Le SNEP met à disposition deux rapports
instructifs sur le marché de la musique enregistrée : L’IFPI
Global Music Report 2024 et La production
musicale française en 2023 du SNEP. L’occasion passer
en revue quelques statistiques…
Un
marché mondial numérique et dynamique
Le
marché mondial de la musique enregistré ne se porte pas trop mal :
avec quelques 26 milliards d’euros, le chiffre d’affaires global
a augmenté de +10.2% en 2023. Pendant que les revenus liés à
l’écoute en ligne par abonnement, qui représentent près de la
moitié du marché mondial, croissent de +11,2%, les ventes
physiques, elles, sont en hausse de +13,4%, au détriment des revenus
des droits voisins (principalement les redevances liées à la
diffusion) et de la synchronisation (en gros les royalties sur les
bandes sons).
Un
marché français timide
Avec
4% du marché mondial de la musique enregistrée, la France se place
au sixième rang, derrière les Etats-Unis, le Japon, le
Royaume-Unis, l’Allemagne et la Chine. Le marché français de la
musique enregistrée a cru de +5,1% en 2023, soit moitié moins que
la moyenne mondiale. Il faut dire qu’avec son petit milliard
d’euros de chiffre d’affaires, la musique enregistrée semble
moins préoccuper les Français que le pain (15 milliards d’euros)

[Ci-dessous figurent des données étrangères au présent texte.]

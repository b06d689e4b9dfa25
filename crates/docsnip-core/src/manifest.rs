//! Source manifests: one identifier per line, `#` comments and blank lines ignored.
//!
//! Relative paths resolve against the manifest's own directory, so a manifest can
//! be moved together with the documents it lists.

use std::fs;
use std::hash::Hasher;
use std::path::{Path, PathBuf};

use twox_hash::XxHash64;

use crate::config::resolve_with_base;
use crate::error::{Error, Result};
use crate::types::{SourceId, SourceKind};

#[derive(Debug, Clone, PartialEq, Eq)]
pub enum SourceLocation {
    Path(PathBuf),
    Url(String),
}

#[derive(Debug, Clone, PartialEq, Eq)]
pub struct ManifestEntry {
    /// The identifier exactly as written, used for citations.
    pub id: SourceId,
    pub location: SourceLocation,
}

impl ManifestEntry {
    pub fn resolve(id: &str, base: &Path) -> Self {
        let id = id.trim();
        let location = match SourceKind::of(id) {
            SourceKind::Remote => SourceLocation::Url(id.to_string()),
            SourceKind::Local => SourceLocation::Path(resolve_with_base(base, id)),
        };
        Self { id: id.to_string(), location }
    }

    pub fn kind(&self) -> SourceKind {
        match self.location {
            SourceLocation::Path(_) => SourceKind::Local,
            SourceLocation::Url(_) => SourceKind::Remote,
        }
    }
}

#[derive(Debug, Clone)]
pub struct Manifest {
    entries: Vec<ManifestEntry>,
    fingerprint: u64,
}

impl Manifest {
    pub fn load(path: &Path) -> Result<Self> {
        let contents = fs::read_to_string(path)
            .map_err(|source| Error::Manifest { path: path.to_path_buf(), source })?;
        let base = path.parent().unwrap_or_else(|| Path::new("."));
        let manifest = Self::parse(&contents, base);
        tracing::debug!(manifest = %path.display(), entries = manifest.len(), "loaded manifest");
        Ok(manifest)
    }

    pub fn parse(contents: &str, base: &Path) -> Self {
        Self::from_ids(
            contents
                .lines()
                .map(str::trim)
                .filter(|line| !line.is_empty() && !line.starts_with('#')),
            base,
        )
    }

    pub fn from_ids<I, S>(ids: I, base: &Path) -> Self
    where
        I: IntoIterator<Item = S>,
        S: AsRef<str>,
    {
        let entries: Vec<ManifestEntry> = ids
            .into_iter()
            .filter(|id| !id.as_ref().trim().is_empty())
            .map(|id| ManifestEntry::resolve(id.as_ref(), base))
            .collect();
        let fingerprint = fingerprint_entries(&entries);
        Self { entries, fingerprint }
    }

    pub fn entries(&self) -> &[ManifestEntry] {
        &self.entries
    }

    pub fn len(&self) -> usize {
        self.entries.len()
    }

    pub fn is_empty(&self) -> bool {
        self.entries.is_empty()
    }

    /// xxHash64 over the resolved entries. Comment or whitespace edits keep it stable.
    pub fn fingerprint(&self) -> u64 {
        self.fingerprint
    }
}

fn fingerprint_entries(entries: &[ManifestEntry]) -> u64 {
    let mut hasher = XxHash64::with_seed(0);
    for entry in entries {
        match &entry.location {
            SourceLocation::Path(p) => hasher.write(p.to_string_lossy().as_bytes()),
            SourceLocation::Url(u) => hasher.write(u.as_bytes()),
        }
        hasher.write_u8(b'\n');
    }
    hasher.finish()
}

#[cfg(test)]
mod tests {
    use super::*;

    #[test]
    fn skips_comments_and_blank_lines_and_keeps_order() {
        let text = "# knowledge base\n\nfaq.txt\n  https://example.com/billing  \n# trailing\nguides/setup.md\n";
        let manifest = Manifest::parse(text, Path::new("/kb"));
        let ids: Vec<&str> = manifest.entries().iter().map(|e| e.id.as_str()).collect();
        assert_eq!(ids, vec!["faq.txt", "https://example.com/billing", "guides/setup.md"]);
        assert_eq!(manifest.entries()[0].location, SourceLocation::Path(PathBuf::from("/kb/faq.txt")));
        assert_eq!(manifest.entries()[1].kind(), SourceKind::Remote);
    }

    #[test]
    fn fingerprint_ignores_comments_but_tracks_entries() {
        let a = Manifest::parse("a.txt\nb.txt\n", Path::new("/kb"));
        let b = Manifest::parse("# note\na.txt\n\nb.txt", Path::new("/kb"));
        let c = Manifest::parse("b.txt\na.txt\n", Path::new("/kb"));
        assert_eq!(a.fingerprint(), b.fingerprint());
        assert_ne!(a.fingerprint(), c.fingerprint());
    }

    #[test]
    fn missing_manifest_is_an_error() {
        let err = Manifest::load(Path::new("/definitely/not/here/index.txt")).unwrap_err();
        assert!(matches!(err, Error::Manifest { .. }));
    }
}
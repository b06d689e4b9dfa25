//! docsnip-fetch
//!
//! Resolves manifest entries into loaded sources. Local paths are read directly;
//! URLs go through a `PageFetcher` collaborator (plain HTTP or Firecrawl).

pub mod firecrawl;
pub mod http;
pub mod loader;

use std::sync::Arc;

use docsnip_core::config::{FetchProvider, FetchSettings};
use docsnip_core::error::Result;
use docsnip_core::traits::PageFetcher;

pub use firecrawl::FirecrawlFetcher;
pub use http::{HtmlCleaner, HttpFetcher};
pub use loader::{LoadFailure, LoadReport, SourceLoader};

/// Builds the fetcher selected by `fetch.provider`.
pub fn fetcher_from_settings(settings: &FetchSettings) -> Result<Arc<dyn PageFetcher>> {
    Ok(match settings.provider {
        FetchProvider::Http => Arc::new(HttpFetcher::new(settings)?),
        FetchProvider::Firecrawl => Arc::new(FirecrawlFetcher::new(settings)?),
    })
}

/// Loader configured from settings: provider, timeout and concurrency.
pub fn loader_from_settings(settings: &FetchSettings) -> Result<SourceLoader> {
    Ok(SourceLoader::new(fetcher_from_settings(settings)?)
        .with_timeout(settings.timeout())
        .with_concurrency(settings.concurrent))
}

ou le vin (25 milliards d’euros)…
Une
musique enregistrée convalescente
En
vingt ans le marché de la musique enregistrée en France a été
quasiment divisé par deux ! En 2002 100 % des 1,5
milliards d’euros de ventes de musique enregistrée sont des
supports physiques. Vingt ans après, ces mêmes supports ne
représentent plus que 20 % des ventes, soit 195 millions
d’euros. Or, sur la même période, l’essor des supports
numériques, passés de 0 à 620 millions d’euros de ventes, est
loin de compenser la baisse des ventes de supports physiques...
Les
supports numériques (hors droits voisins et synchronisation)
représentent désormais près des trois quart du marché français,
mais, avec un quart du marché, les supports physiques n’ont pas
encore dit leur dernier mot. L’écoute en ligne par abonnement
représente près de 60% des supports numériques, alors que l’écoute
en ligne financée par la publicité et les vidéos sont à moins de
10% chacune. Quant au téléchargement, qui représentait quelques
60 % de l’écoute numérique en 2010, il est tombé autour
d’1% aujourd’hui.
Intéressant
également de constater que les vinyles et les disques compacts
pèsent chacun 12% du marché en valeur, alors qu’en unités, il y
a deux fois plus de disques compacts vendus (10,5 millions d’unités)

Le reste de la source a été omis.